Follicle-stimulating hormone receptor (FSHR) is expressed on the endothelial surface of blood vessels associated with solid tumor periphery, where angiogenesis is known to occur. The correlation between FSHR expression and formation of new peritumoral vessels has not been previously investigated.

METHODS

We used immunohistochemical techniques involving specific antibodies to detect FSHR and the endothelial markers (CD34, VEGFR2, and D2-40) in tissue samples from 83 patients with lymph node-negative, invasive breast cancer representing four main clinical treatment groups: HR+/HER2-, HR+/HER2+, HR-/HER2+ and triple-negative.

RESULTS

The FSHR+ vessels were exclusively located at breast cancer periphery, in a layer that extended 2 mm into and 5 mm outside of the tumor. The percentage of blood vessels expressing FSHR reached a maximum of 100% at the demarcation line between the tumor and the normal tissue. Common among FSHR+ vessels, regardless of breast cancer type, were the high densities of arterioles and venules (6.4 ± 1.4 and 13.9 ± 2.1 vessels/mm(2), respectively).
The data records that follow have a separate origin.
#[macro_use]
extern crate lazy_static;
#[macro_use]
extern crate log;
extern crate regex;
extern crate stopwatch;

use {
    crate::core::{
        bnf::{
            first::{self, AtomicUnit},
            left_recursion,
            nullable::NullabilityAnalyzer,
            usage::{self, Usage},
        },
        config::{GrammarOptions, OptionError, OptionValue},
        data::dfs::Cycle,
        lex::{
            shadow::{BnfStringShadowing, Shadowing},
            token::{unwrap_label, Token},
            LexicalGrammar,
        },
        pattern::{empty, CompileError, RegexCompiler},
        tree::{Expansion, Production, ProductionId, RegexNode, SyntaxTree},
    },
    std::{collections::HashSet, error, fmt},
    stopwatch::Stopwatch,
};

pub mod core;

/// Builds a syntax tree snapshot from parsed productions and the entries of the grammar's
/// `options` block.
pub fn build_tree<I, S>(productions: Vec<Production>, options: I) -> Result<SyntaxTree, Error>
where
    I: IntoIterator<Item = (S, OptionValue)>,
    S: Into<String>,
{
    let options = GrammarOptions::from_entries(options)?;
    Ok(SyntaxTree::new(productions, options))
}

/// All analyses of one grammar snapshot.
///
/// The lexical grammar and the nullable set are computed once on construction. If the grammar
/// changes, build a new tree and a new analysis.
pub struct GrammarAnalysis<'t> {
    tree: &'t SyntaxTree,
    lexical_grammar: LexicalGrammar<'t>,
    nullability: NullabilityAnalyzer<'t>,
    nullable_set: HashSet<ProductionId>,
}

impl<'t> GrammarAnalysis<'t> {
    pub fn new(tree: &'t SyntaxTree) -> Self {
        let lexical_grammar = timed("Building lexical grammar", || LexicalGrammar::build(tree));
        let nullability = NullabilityAnalyzer::new(tree);
        let nullable_set = timed("Computing nullable set", || nullability.nullable_set());

        GrammarAnalysis {
            tree,
            lexical_grammar,
            nullability,
            nullable_set,
        }
    }

    pub fn tree(&self) -> &'t SyntaxTree {
        self.tree
    }

    pub fn lexical_grammar(&self) -> &LexicalGrammar<'t> {
        &self.lexical_grammar
    }

    /// Memoized single-production nullability probe.
    pub fn is_nullable(&mut self, production: ProductionId) -> bool {
        self.nullability.is_nullable(production)
    }

    pub fn is_empty_match_possible(&mut self, expansion: &Expansion) -> bool {
        self.nullability.is_empty_match_possible(expansion, None)
    }

    /// Every nullable BNF production, as computed by the whole-grammar fixed point.
    pub fn nullable_set(&self) -> &HashSet<ProductionId> {
        &self.nullable_set
    }

    pub fn leftmost_set(&self, production: ProductionId) -> Option<Vec<ProductionId>> {
        left_recursion::leftmost_set(self.tree, production, &self.nullable_set)
    }

    pub fn detect_left_recursion(&self) -> Vec<Cycle<ProductionId>> {
        left_recursion::detect_left_recursion(self.tree, &self.nullable_set)
    }

    pub fn detect_regex_loops(&self) -> Vec<Cycle<Token<'t>>> {
        self.lexical_grammar.detect_regex_loops()
    }

    pub fn first_set(&self, production: ProductionId, group_unary: bool) -> Vec<AtomicUnit<'t>> {
        first::first_set(
            &self.lexical_grammar,
            &self.nullable_set,
            production,
            group_unary,
        )
    }

    pub fn shadowed_tokens(&self) -> Vec<Shadowing<'t>> {
        self.lexical_grammar.shadowed_tokens()
    }

    pub fn shadowed_bnf_strings(&self) -> Vec<BnfStringShadowing<'t>> {
        self.lexical_grammar.shadowed_bnf_strings()
    }

    pub fn unused_productions(&self) -> Vec<(ProductionId, Usage)> {
        usage::unused_productions(self.tree)
    }

    pub fn unused_private_regexes(&self) -> Vec<(Token<'t>, Usage)> {
        let tree: &'t SyntaxTree = self.tree;
        usage::unused_private_regexes(tree)
    }

    /// Tokens whose regex may match the empty string. Tokens that merely alias another token
    /// (`<A: <B>>`) are left out, the referenced token is reported instead.
    pub fn regexes_matching_empty(&self) -> Vec<Token<'t>> {
        let tree: &'t SyntaxTree = self.tree;

        self.lexical_grammar
            .all_tokens()
            .iter()
            .filter(|token| !is_alias(token.regular_expression()))
            .filter(|token| empty::regex_matches_empty(token.regular_expression(), tree))
            .cloned()
            .collect()
    }

    /// Whether the token named `name` matches the whole of `text`.
    pub fn check_regex(&self, name: &str, text: &str) -> Result<bool, Error> {
        let token = match self.lexical_grammar.get_token_by_name(name) {
            Some(token) => token,
            None => return Err(Error::UnknownToken(name.to_string())),
        };

        let pattern = RegexCompiler::new(self.tree).try_compile_token(&token, false)?;
        Ok(pattern.is_match(text))
    }

    /// Runs every whole-grammar analysis.
    pub fn report(&self) -> AnalysisReport<'t> {
        let sw = Stopwatch::start_new();

        let mut nullable_productions: Vec<ProductionId> =
            self.nullable_set.iter().cloned().collect();
        nullable_productions.sort();

        let report = AnalysisReport {
            left_recursions: timed("Left recursion detection", || self.detect_left_recursion()),
            regex_loops: timed("Regex loop detection", || self.detect_regex_loops()),
            nullable_productions,
            regexes_matching_empty: timed("Empty regex detection", || {
                self.regexes_matching_empty()
            }),
            shadowed_tokens: timed("Token shadowing detection", || self.shadowed_tokens()),
            shadowed_bnf_strings: timed("BNF string shadowing detection", || {
                self.shadowed_bnf_strings()
            }),
            unused_productions: timed("Production usage", || self.unused_productions()),
            unused_private_regexes: timed("Private regex usage", || {
                self.unused_private_regexes()
            }),
        };

        debug!("Analysing grammar took {}ms", sw.elapsed_ms());
        report
    }
}

fn is_alias(regex: &RegexNode) -> bool {
    let mut node = match unwrap_label(regex) {
        Some(node) => node,
        None => return false,
    };
    while let RegexNode::Parenthesized(ref inner, None) = *node {
        node = inner;
    }
    match *node {
        RegexNode::Reference(_) => true,
        _ => false,
    }
}

fn timed<T, F>(what: &str, f: F) -> T
where
    F: FnOnce() -> T,
{
    let sw = Stopwatch::start_new();
    let res = f();
    debug!("{} took {}ms", what, sw.elapsed_ms());
    res
}

/// Findings of all whole-grammar analyses.
#[derive(Debug)]
pub struct AnalysisReport<'t> {
    pub left_recursions: Vec<Cycle<ProductionId>>,
    pub regex_loops: Vec<Cycle<Token<'t>>>,
    pub nullable_productions: Vec<ProductionId>,
    pub regexes_matching_empty: Vec<Token<'t>>,
    pub shadowed_tokens: Vec<Shadowing<'t>>,
    pub shadowed_bnf_strings: Vec<BnfStringShadowing<'t>>,
    pub unused_productions: Vec<(ProductionId, Usage)>,
    pub unused_private_regexes: Vec<(Token<'t>, Usage)>,
}

impl<'t> AnalysisReport<'t> {
    /// True if nothing was found that prevents JavaCC from generating a parser: no left
    /// recursion and no regex loops.
    pub fn is_generable(&self) -> bool {
        self.left_recursions.is_empty() && self.regex_loops.is_empty()
    }
}

#[derive(Debug)]
pub enum Error {
    Options(OptionError),
    Compile(CompileError),
    UnknownToken(String),
}

impl fmt::Display for Error {
    fn fmt(&self, f: &mut fmt::Formatter) -> fmt::Result {
        match *self {
            Error::Options(ref err) => write!(f, "Invalid grammar options: {}", err),
            Error::Compile(ref err) => write!(f, "Failed to compile token: {}", err),
            Error::UnknownToken(ref name) => write!(f, "No token named {}", name),
        }
    }
}

impl error::Error for Error {
    fn source(&self) -> Option<&(dyn error::Error + 'static)> {
        match *self {
            Error::Options(ref err) => Some(err),
            Error::Compile(ref err) => Some(err),
            Error::UnknownToken(_) => None,
        }
    }
}

impl From<OptionError> for Error {
    fn from(err: OptionError) -> Error {
        Error::Options(err)
    }
}

impl From<CompileError> for Error {
    fn from(err: CompileError) -> Error {
        Error::Compile(err)
    }
}
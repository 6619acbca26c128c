use {
    crate::core::{
        data::dfs::{self, Cycle},
        lex::{token::Token, LexicalGrammar},
        tree::{NameResolver, NodeId},
    },
    std::collections::HashMap,
};

impl<'t> LexicalGrammar<'t> {
    /// Finds tokens whose regexes reference each other in a circle. JavaCC refuses to generate
    /// a token manager for such grammars.
    ///
    /// Edges go from a token to the tokens named by `<NAME>` references in its own regex.
    /// References to unknown names are ignored.
    pub fn detect_regex_loops(&self) -> Vec<Cycle<Token<'t>>> {
        let tree = self.tree();
        let tokens = self.all_tokens();
        let indices: HashMap<NodeId, usize> = tokens
            .iter()
            .enumerate()
            .map(|(index, token)| (token.id(), index))
            .collect();

        let successors = |index: usize| -> Vec<usize> {
            tokens[index]
                .regular_expression()
                .references()
                .into_iter()
                .filter_map(|name| tree.resolve_token(name))
                .filter_map(|target| indices.get(&target.id()).cloned())
                .collect()
        };

        dfs::find_cycles(tokens.len(), successors)
            .into_iter()
            .map(|cycle| cycle.map(|index| tokens[index]))
            .collect()
    }
}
These values were 3-fold higher that those noticed for CD34+ arterioles and venules associated with normal breast tissue located at a distance greater than 10 mm outside the tumors. The average density of FSHR+ and CD34+ blood vessels as well as of D2-40+ lymphatic vessels did not differ significantly among breast cancer subgroups. FSHR+ vessels did not express VEGFR2. The endothelial FSHR expression correlated significantly with the peritumoral CD34+ vessels' density (p < 0.001) and tumor size (p = 0.01).

CONCLUSION

Endothelial FSHR expression in breast cancer is associated with vascular remodeling at tumor periphery.